REQUIRED ACTION:
Count, in the entries, the lines with "layout". Answer with the number only.

[DATA SHOWN Boundary: Start]

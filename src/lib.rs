pub mod layout;
pub mod schema;
pub mod store;

pub use layout::{LayoutError, LayoutRenderer, MetaCounters};
pub use layout::field::{FieldEncodeError, StorageTag, encode_field};
pub use schema::{Column, ColumnType, FieldTrait};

[DATA SHOWN Boundary: End]

REPLY:
3